ーーオフェンスは今日かなり押せていました

変えたことは、まずタッチダウン取る前に自分たちの好きなようにやってリズムを作ろうというのを最優先にやっていて、逆に狙える時に絞ってドカンといこうと、そのような感じに仕上げてきました。通せるパスを通す、あとはランでもゲインが短いというところもあって、そこがこの戦術の難点ではあるんですが。自分たちのリズムでできたのは良かったんですけど、一長一短のメリット・デメリットをしっかり把握して、次戦までに磨きをかけて、最後でかいのを1個通せるように。リズムを作ろうというのは今回できたので、次はタッチダウンを取って勝つオフェンスになりたいと思います。

 

ーー去年と今年の違い

今回は前々から僕が1試合投げ切るように言われていて。

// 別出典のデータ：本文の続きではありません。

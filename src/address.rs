//! Addresses identifying single test invocations.
//!
//! A [`TestAddress`] is the handle a driver uses to name one test across the
//! runtime boundary: the driver hands it to a staged reactor, the reactor
//! routes it to the owning container, and the container resolves it against
//! the probe it installed.
//!
//! ```text
//!   probe address  ──derive("felix")──►  container variant
//!   Exam-1a2b...        root = Exam-1a2b...    caption = "Sample.m1:felix"
//!        │
//!        └─parameterized([1, 2])──►  same identifier, own arguments
//! ```
//!
//! # Example
//!
//! ```
//! use exam::address::TestAddress;
//!
//! let base = TestAddress::new("Sample.m1");
//! let variant = TestAddress::derive(&base, "felix");
//!
//! assert_eq!(variant.caption(), "Sample.m1:felix");
//! assert_eq!(variant.root(), base.identifier());
//! assert_ne!(variant.identifier(), base.identifier());
//! ```

use std::fmt;
use std::hash::{Hash, Hasher};

use serde::{Deserialize, Serialize};
use serde_json::Value;

/// Prefix of every generated address identifier.
const IDENTIFIER_PREFIX: &str = "Exam-";

/// Immutable, globally unique identifier of one test invocation.
///
/// Two addresses with the same identifier denote the same logical test.
/// Parameterized variants (see [`parameterized`](Self::parameterized)) keep
/// the identifier of their base and own an argument list; equality takes
/// the arguments into account so variants with different arguments are
/// distinct from each other and from the base.
#[derive(Debug, Clone, Serialize, Deserialize)]
pub struct TestAddress {
    identifier: String,
    caption: String,
    root: Option<String>,
    #[serde(default)]
    arguments: Vec<Value>,
}

impl TestAddress {
    /// Creates a new root address with a freshly generated identifier.
    pub fn new(caption: impl Into<String>) -> Self {
        Self {
            identifier: format!("{}{}", IDENTIFIER_PREFIX, uuid::Uuid::new_v4()),
            caption: caption.into(),
            root: None,
            arguments: Vec::new(),
        }
    }

    /// Creates a new address derived from `parent`.
    ///
    /// The derived address has its own identifier, shares the parent's root
    /// and carries the parent's caption with `:{suffix}` appended. The
    /// parent's arguments are inherited.
    pub fn derive(parent: &TestAddress, suffix: &str) -> Self {
        Self {
            identifier: format!("{}{}", IDENTIFIER_PREFIX, uuid::Uuid::new_v4()),
            caption: format!("{}:{}", parent.caption, suffix),
            root: Some(parent.root().to_string()),
            arguments: parent.arguments.clone(),
        }
    }

    /// Returns a parameterized variant of this address.
    ///
    /// Identifier, caption and root are delegated to `self`; the returned
    /// address owns `arguments`.
    pub fn parameterized(&self, arguments: Vec<Value>) -> Self {
        Self {
            identifier: self.identifier.clone(),
            caption: self.caption.clone(),
            root: self.root.clone(),
            arguments,
        }
    }

    /// Returns the address stripped of its arguments.
    pub fn base(&self) -> Self {
        self.parameterized(Vec::new())
    }

    /// Stable identifier, unique per logical test.
    pub fn identifier(&self) -> &str {
        &self.identifier
    }

    /// Human-readable caption, typically `Class.method`.
    pub fn caption(&self) -> &str {
        &self.caption
    }

    /// Identifier of the address this one was derived from.
    ///
    /// Root addresses return their own identifier.
    pub fn root(&self) -> &str {
        self.root.as_deref().unwrap_or(&self.identifier)
    }

    /// Returns `true` if this address is its own root.
    pub fn is_root(&self) -> bool {
        self.root.is_none()
    }

    /// Invocation arguments, in order.
    pub fn arguments(&self) -> &[Value] {
        &self.arguments
    }

    /// Returns `true` if this address carries invocation arguments.
    pub fn is_parameterized(&self) -> bool {
        !self.arguments.is_empty()
    }
}

impl PartialEq for TestAddress {
    fn eq(&self, other: &Self) -> bool {
        self.identifier == other.identifier && self.arguments == other.arguments
    }
}

impl Eq for TestAddress {}

impl Hash for TestAddress {
    fn hash<H: Hasher>(&self, state: &mut H) {
        self.identifier.hash(state);
    }
}

impl fmt::Display for TestAddress {
    fn fmt(&self, f: &mut fmt::Formatter<'_>) -> fmt::Result {
        if self.arguments.is_empty() {
            write!(f, "[TestAddress:{} root:{}]", self.caption, self.root())
        } else {
            write!(
                f,
                "[TestAddress:{} root:{} args:{}]",
                self.caption,
                self.root(),
                Value::Array(self.arguments.clone())
            )
        }
    }
}
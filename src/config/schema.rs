//! Configuration schema definitions for exam.
//!
//! This module defines all configuration types that can be deserialized from
//! TOML configuration files. The schema uses serde for serialization and
//! tagged enums for container and option type selection.
//!
//! # Schema Overview
//!
//! ```text
//! Config (root)
//! ├── ExamConfig             - Strategy, system type, timeout, system options
//! ├── ContainerConfig        - Tagged enum selecting the container backend
//! │   └── Process            - Each test runs as a shell command
//! ├── ClassConfig[]          - Declarative test classes
//! └── ReportConfig           - Output and reporting settings
//! ```

use std::collections::HashMap;
use std::path::PathBuf;

use serde::{Deserialize, Serialize};
use serde_json::Value;

use crate::manager::{ConfigSource, MethodDescriptor, SystemType, TestClass};
use crate::options::{ExamOption, ExamOptions};
use crate::reactor::ReactorStrategy;

/// Root configuration structure for exam.
///
/// # TOML Structure
///
/// ```toml
/// [exam]
/// strategy = "per-class"
/// timeout_secs = 60
///
/// [container]
/// type = "process"
/// command = "./run-test.sh {class} {method}"
///
/// [[classes]]
/// name = "Smoke"
/// methods = ["boots", "serves"]
///
/// [report]
/// output_dir = "test-results"
/// ```
///
/// # Example
///
/// ```
/// use exam::config::Config;
///
/// let config: Config = toml::from_str(r#"
///     [container]
///     type = "process"
///     command = "true"
///
///     [[classes]]
///     name = "Smoke"
///     methods = ["boots"]
/// "#).unwrap();
/// assert_eq!(config.classes.len(), 1);
/// ```
#[derive(Debug, Clone, Deserialize, Serialize)]
pub struct Config {
    /// Core settings (optional, has defaults).
    #[serde(default)]
    pub exam: ExamConfig,

    /// Container backend running the tests.
    pub container: ContainerConfig,

    /// Test classes to run, in declaration order.
    #[serde(default)]
    pub classes: Vec<ClassConfig>,

    /// Report configuration for output generation (optional, has defaults).
    #[serde(default)]
    pub report: ReportConfig,
}

/// Core exam settings.
///
/// # Defaults
///
/// | Field | Default |
/// |-------|---------|
/// | `strategy` | `per-class` |
/// | `system_type` | `plain` |
/// | `timeout_secs` | 180 |
/// | `options` | none |
///
/// # Example
///
/// ```toml
/// [exam]
/// strategy = "all-confined"
/// timeout_secs = 60
/// options = [
///     { type = "system-property", key = "app.mode", value = "test" },
/// ]
/// ```
#[derive(Debug, Clone, Deserialize, Serialize)]
pub struct ExamConfig {
    /// Strategy for classes that do not declare one.
    #[serde(default)]
    pub strategy: ReactorStrategy,

    #[serde(default)]
    pub system_type: SystemType,

    /// Timeout for container start, stop and probe activation.
    #[serde(default = "default_timeout_secs")]
    pub timeout_secs: u64,

    /// Options merged into every class configuration.
    #[serde(default)]
    pub options: ExamOptions,
}

impl Default for ExamConfig {
    fn default() -> Self {
        Self {
            strategy: ReactorStrategy::default(),
            system_type: SystemType::default(),
            timeout_secs: default_timeout_secs(),
            options: ExamOptions::new(),
        }
    }
}

impl ExamConfig {
    /// System options, led by the configured timeout so that explicit
    /// timeout options still win.
    pub fn system_options(&self) -> ExamOptions {
        ExamOptions::new()
            .with(ExamOption::Timeout {
                millis: self.timeout_secs.saturating_mul(1000),
            })
            .combine(&self.options)
    }
}

fn default_timeout_secs() -> u64 {
    180
}

/// Container backend configuration.
///
/// The `type` field selects the backend.
#[derive(Debug, Clone, Deserialize, Serialize)]
#[serde(tag = "type", rename_all = "lowercase")]
pub enum ContainerConfig {
    /// Run each test as a local shell command.
    Process(ProcessContainerConfig),
}

/// Configuration for the process container.
///
/// # Defaults
///
/// | Field | Default |
/// |-------|---------|
/// | `shell` | `/bin/sh` |
/// | `working_dir` | fresh temporary directory per start |
/// | `call_timeout_secs` | 300 |
///
/// The `command` template may use `{class}`, `{method}` and `{container}`;
/// each is replaced with its shell-quoted value.
#[derive(Debug, Clone, Deserialize, Serialize)]
pub struct ProcessContainerConfig {
    /// Shell used as `{shell} -c "{command}"`.
    #[serde(default = "default_shell")]
    pub shell: String,

    /// Working directory for all commands. `~` and `$VARS` are expanded
    /// when the configuration is loaded.
    pub working_dir: Option<PathBuf>,

    /// Environment variables for every command.
    #[serde(default)]
    pub env: HashMap<String, String>,

    /// Command template run once per test.
    #[serde(default)]
    pub command: String,

    /// Run after the container starts; failure fails the start.
    pub setup_command: Option<String>,

    /// Run before the container stops.
    pub teardown_command: Option<String>,

    /// Timeout for every command.
    #[serde(default = "default_call_timeout_secs")]
    pub call_timeout_secs: u64,
}

impl Default for ProcessContainerConfig {
    fn default() -> Self {
        Self {
            shell: default_shell(),
            working_dir: None,
            env: HashMap::new(),
            command: String::new(),
            setup_command: None,
            teardown_command: None,
            call_timeout_secs: default_call_timeout_secs(),
        }
    }
}

fn default_shell() -> String {
    "/bin/sh".to_string()
}

fn default_call_timeout_secs() -> u64 {
    300
}

/// A declarative test class.
///
/// # Example
///
/// ```toml
/// [[classes]]
/// name = "Calculator"
/// methods = ["adds", "divides"]
/// ignored = ["divides"]
/// strategy = "per-method"
/// configurations = [
///     [{ type = "framework", name = "felix" }],
///     [{ type = "framework", name = "equinox" }],
/// ]
///
/// [classes.parameters]
/// adds = [[1, 2], [3, 4]]
/// ```
#[derive(Debug, Clone, Default, Deserialize, Serialize)]
pub struct ClassConfig {
    pub name: String,

    /// Test methods, in run order.
    #[serde(default)]
    pub methods: Vec<String>,

    /// Methods reported as ignored instead of being run.
    #[serde(default)]
    pub ignored: Vec<String>,

    /// Strategy overriding `[exam] strategy`.
    pub strategy: Option<ReactorStrategy>,

    /// Option sets; each one yields its own container set.
    #[serde(default)]
    pub configurations: Vec<ExamOptions>,

    /// Argument sets per method.
    #[serde(default)]
    pub parameters: HashMap<String, Vec<Vec<Value>>>,
}

impl ClassConfig {
    /// Declarative metadata for the manager.
    pub fn to_test_class(&self) -> TestClass {
        let mut class = TestClass::new(&self.name);
        class.strategy = self.strategy;

        for (index, options) in self.configurations.iter().enumerate() {
            class = class.with_configuration(ConfigSource::new(
                format!("{}#{}", self.name, index),
                options.clone(),
            ));
        }

        for method in &self.methods {
            let mut descriptor = MethodDescriptor::new(method);
            if let Some(sets) = self.parameters.get(method) {
                descriptor.parameters = sets.clone();
            }
            if self.ignored.contains(method) {
                descriptor = descriptor.ignored();
            }
            class = class.with_method(descriptor);
        }
        class
    }
}

/// Configuration for test result reporting.
///
/// # Defaults
///
/// | Field | Default |
/// |-------|---------|
/// | `output_dir` | `"test-results"` |
/// | `junit` | `true` |
/// | `junit_file` | `"junit.xml"` |
///
/// # Example
///
/// ```toml
/// [report]
/// output_dir = "build/test-results"
/// junit = true
/// junit_file = "results.xml"
/// ```
#[derive(Debug, Clone, Deserialize, Serialize)]
pub struct ReportConfig {
    /// Directory where report files are written.
    ///
    /// Created automatically if it doesn't exist.
    #[serde(default = "default_report_dir")]
    pub output_dir: PathBuf,

    /// Whether to generate a JUnit XML report.
    #[serde(default = "default_true")]
    pub junit: bool,

    /// Filename for the JUnit XML report, inside `output_dir`.
    #[serde(default = "default_junit_file")]
    pub junit_file: String,
}

impl Default for ReportConfig {
    fn default() -> Self {
        Self {
            output_dir: default_report_dir(),
            junit: true,
            junit_file: default_junit_file(),
        }
    }
}

impl ReportConfig {
    /// Full path of the JUnit report.
    pub fn junit_path(&self) -> PathBuf {
        self.output_dir.join(&self.junit_file)
    }
}

fn default_report_dir() -> PathBuf {
    PathBuf::from("test-results")
}

fn default_true() -> bool {
    true
}

fn default_junit_file() -> String {
    "junit.xml".to_string()
}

個人的には怪我ができないので、攻めたプレーはしつつ、僕が投げ切らないと絶対に負けてしまうと思っていたので、いい塩梅でオフェンスを進めることを念頭に置いていました。去年はあんまり1試合投げ切ることがなくて。フル出場で、というのは去年と違ったので、変なことは考えずに勝つことだけ考えてやっていました。

 

ーー今日のMVP

ディフェンス…やっぱり鎌田さんかなあ。主将という面が大きいですけど、ディフェンスしっかり3点で抑えられていますし、ハーフタイムで檄を飛ばしていたり、士気を上げることが出来ていたりしたので、やっぱり鎌田さんですね。